### Instructions to follow
Nothing below is to be printed except the lines between the line holding "let backend = B::from_workspace(workspace, target)?;" and the line holding "a bare identifier", inclusive, each exactly as it appears.

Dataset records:
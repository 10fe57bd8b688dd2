//! Backend registry keyed by provider.
//!
//! Target identifiers follow the `provider.device` convention
//! (`ionq.simulator`, `quantinuum.qpu.h1`). The registry maps the provider
//! segment to a factory that builds a backend bound to a workspace and the
//! full target string.

use rustc_hash::FxHashMap;
use tracing::debug;

use crate::backend::{BackendFactory, ExecutionBackend};
use crate::error::{HalError, HalResult};
use crate::workspace::WorkspaceConfig;

/// Factory function type for provider backends.
type ProviderFactory =
    Box<dyn Fn(WorkspaceConfig, &str) -> HalResult<Box<dyn ExecutionBackend>> + Send + Sync>;

/// Central registry of backend factories, keyed by provider id.
pub struct BackendRegistry {
    providers: FxHashMap<String, ProviderFactory>,
}

impl BackendRegistry {
    /// Create a new empty registry.
    pub fn new() -> Self {
        Self {
            providers: FxHashMap::default(),
        }
    }

    /// Register a provider backed by a [`BackendFactory`] implementation.
    pub fn register<B>(&mut self, provider: impl Into<String>)
    where
        B: BackendFactory + 'static,
    {
        let provider = provider.into();
        debug!("Registering provider: {}", provider);
        self.providers.insert(
            provider,
            Box::new(|workspace, target| {
                let backend = B::from_workspace(workspace, target)?;
                Ok(Box::new(backend))
            }),
        );
    }

    /// Register a provider with a custom constructor.
    pub fn register_factory(
        &mut self,
        provider: impl Into<String>,
        factory: impl Fn(WorkspaceConfig, &str) -> HalResult<Box<dyn ExecutionBackend>>
        + Send
        + Sync
        + 'static,
    ) {
        let provider = provider.into();
        debug!("Registering factory provider: {}", provider);
        self.providers.insert(provider, Box::new(factory));
    }

    /// Create a backend for a full target identifier.
    ///
    /// The provider is the segment before the first `.`; a bare identifier
    /// with no `.` is treated as the provider itself.
    pub fn create(
        &self,
        target: &str,
        workspace: WorkspaceConfig,
    ) -> HalResult<Box<dyn ExecutionBackend>> {
        let provider = target.split('.').next().unwrap_or(target);

        match self.providers.get(provider) {
            Some(factory) => factory(workspace, target),
            None => Err(HalError::UnknownTarget(target.to_string())),
        }
    }

    /// Check whether a target's provider is registered.
    pub fn has_provider(&self, target: &str) -> bool {
        let provider = target.split('.').next().unwrap_or(target);
        self.providers.contains_key(provider)
    }

    /// List all registered provider ids, sorted.
    pub fn available_providers(&self) -> Vec<String> {
        let mut names: Vec<_> = self.providers.keys().cloned().collect();
        names.sort();
        names
    }
}

impl Default for BackendRegistry {
    fn default() -> Self {
        Self::new()
    }
}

### Answer to this exercise
                let backend = B::from_workspace(workspace, target)?;
                Ok(Box::new(backend))
            }),
        );
    }

    /// Register a provider with a custom constructor.
    pub fn register_factory(
        &mut self,
        provider: impl Into<String>,
        factory: impl Fn(WorkspaceConfig, &str) -> HalResult<Box<dyn ExecutionBackend>>
        + Send
        + Sync
        + 'static,
    ) {
        let provider = provider.into();
        debug!("Registering factory provider: {}", provider);
        self.providers.insert(provider, Box::new(factory));
    }

    /// Create a backend for a full target identifier.
    ///
    /// The provider is the segment before the first `.`; a bare identifier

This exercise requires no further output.